TASK DIRECTIONS:
Look for "FieldKey" in the listing below. Gather each line that contains it.

*** Block opens ***

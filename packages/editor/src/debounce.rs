//! # Debounced Field Editor
//!
//! Per-field staging table for panels that mutate deeply nested structures
//! through rapid keystrokes (breakpoint-scoped style properties above all).
//!
//! Each staged edit carries the full operation to issue once its idle
//! window elapses. A new edit to the same key replaces the staged value and
//! restarts the window — last write wins, no operation fires for
//! intermediate values. While an edit is pending, `staged_value` provides
//! the local echo so the owning panel's input does not visually revert to
//! the last-committed store value between keystrokes.
//!
//! The table holds deadlines, not timers: the host's event loop polls
//! `take_expired` with its clock. That keeps the whole pipeline
//! single-threaded and makes the idle window deterministic under test.

use std::collections::HashMap;
use std::time::{Duration, Instant};

use pagecraft_model::{EntityId, EntityKind};
use serde_json::Value;

use crate::operations::Operation;
use crate::subscriptions::SubscriberId;

/// Composite key for one debounced field.
#[derive(Debug, Clone, PartialEq, Eq, Hash)]
pub struct FieldKey {
    pub kind: EntityKind,
    pub id: EntityId,
    pub path: FieldPath,
}

impl FieldKey {
    pub fn new(kind: EntityKind, id: EntityId, path: FieldPath) -> Self {
        Self { kind, id, path }
    }
}

/// Typed path to the edited value within its entity.
#[derive(Debug, Clone, PartialEq, Eq, Hash)]
pub enum FieldPath {
    /// Top-level field.
    Field(String),
    /// Field inside a named nested section.
    Section { section: String, field: String },
    /// Breakpoint-scoped layout property.
    LayoutProperty {
        part: String,
        breakpoint: String,
        property: String,
    },
}

#[derive(Debug)]
struct DebounceEntry {
    issued_by: SubscriberId,
    operation: Operation,
    echo: Value,
    deadline: Instant,
}

/// A staged edit released by the debouncer, ready for dispatch.
#[derive(Debug)]
pub struct StagedEdit {
    pub key: FieldKey,
    pub issued_by: SubscriberId,
    pub operation: Operation,
}

#[derive(Debug)]
pub struct FieldDebouncer {
    window: Duration,
    entries: HashMap<FieldKey, DebounceEntry>,
}

impl FieldDebouncer {
    pub const DEFAULT_WINDOW: Duration = Duration::from_millis(500);

    pub fn new(window: Duration) -> Self {
        Self {
            window,
            entries: HashMap::new(),
        }
    }

    pub fn window(&self) -> Duration {
        self.window
    }

    /// Stage an edit under `key`, restarting the idle window.
    ///
    /// At most one entry lives per key; an existing one is replaced.
    pub fn stage(
        &mut self,
        issued_by: &SubscriberId,
        key: FieldKey,
        operation: Operation,
        echo: Value,
        now: Instant,
    ) {
        self.entries.insert(
            key,
            DebounceEntry {
                issued_by: issued_by.clone(),
                operation,
                echo,
                deadline: now + self.window,
            },
        );
    }

    /// Local echo of the in-flight value for `key`, if one is pending.
    pub fn staged_value(&self, key: &FieldKey) -> Option<&Value> {
        self.entries.get(key).map(|entry| &entry.echo)
    }

    pub fn is_pending(&self, key: &FieldKey) -> bool {
        self.entries.contains_key(key)
    }

    pub fn pending_count(&self) -> usize {
        self.entries.len()
    }

    /// Remove and return the staged edit for `key` (explicit flush path).
    /// The pending deadline is cancelled; nothing fires for it later.
    pub fn take(&mut self, key: &FieldKey) -> Option<StagedEdit> {
        self.entries.remove(key).map(|entry| StagedEdit {
            key: key.clone(),
            issued_by: entry.issued_by,
            operation: entry.operation,
        })
    }

    /// Remove and return every entry whose idle window elapsed by `now`,
    /// oldest deadline first.
    pub fn take_expired(&mut self, now: Instant) -> Vec<StagedEdit> {
        let mut expired: Vec<(FieldKey, Instant)> = self
            .entries
            .iter()
            .filter(|(_, entry)| entry.deadline <= now)
            .map(|(key, entry)| (key.clone(), entry.deadline))
            .collect();
        expired.sort_by_key(|(_, deadline)| *deadline);

        expired
            .into_iter()
            .filter_map(|(key, _)| self.take(&key))
            .collect()
    }

    /// Drop every staged edit issued by `subscriber` without flushing.
    /// Used on panel teardown; an abandoned mid-debounce edit is lost.
    pub fn cancel_panel(&mut self, subscriber: &SubscriberId) {
        self.entries.retain(|_, entry| entry.issued_by != *subscriber);
    }

    /// Drop every staged edit targeting one entity (entity removed from the
    /// store mid-session).
    pub fn cancel_entity(&mut self, kind: EntityKind, id: &EntityId) {
        self.entries
            .retain(|key, _| !(key.kind == kind && key.id == *id));
    }

    pub(crate) fn clear(&mut self) {
        self.entries.clear();
    }
}

impl Default for FieldDebouncer {
    fn default() -> Self {
        Self::new(Self::DEFAULT_WINDOW)
    }
}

*** Block closes ***

WRITTEN REPLY:
pub struct FieldKey {
impl FieldKey {
    pub key: FieldKey,
    entries: HashMap<FieldKey, DebounceEntry>,
        key: FieldKey,
    pub fn staged_value(&self, key: &FieldKey) -> Option<&Value> {
    pub fn is_pending(&self, key: &FieldKey) -> bool {
    pub fn take(&mut self, key: &FieldKey) -> Option<StagedEdit> {
        let mut expired: Vec<(FieldKey, Instant)> = self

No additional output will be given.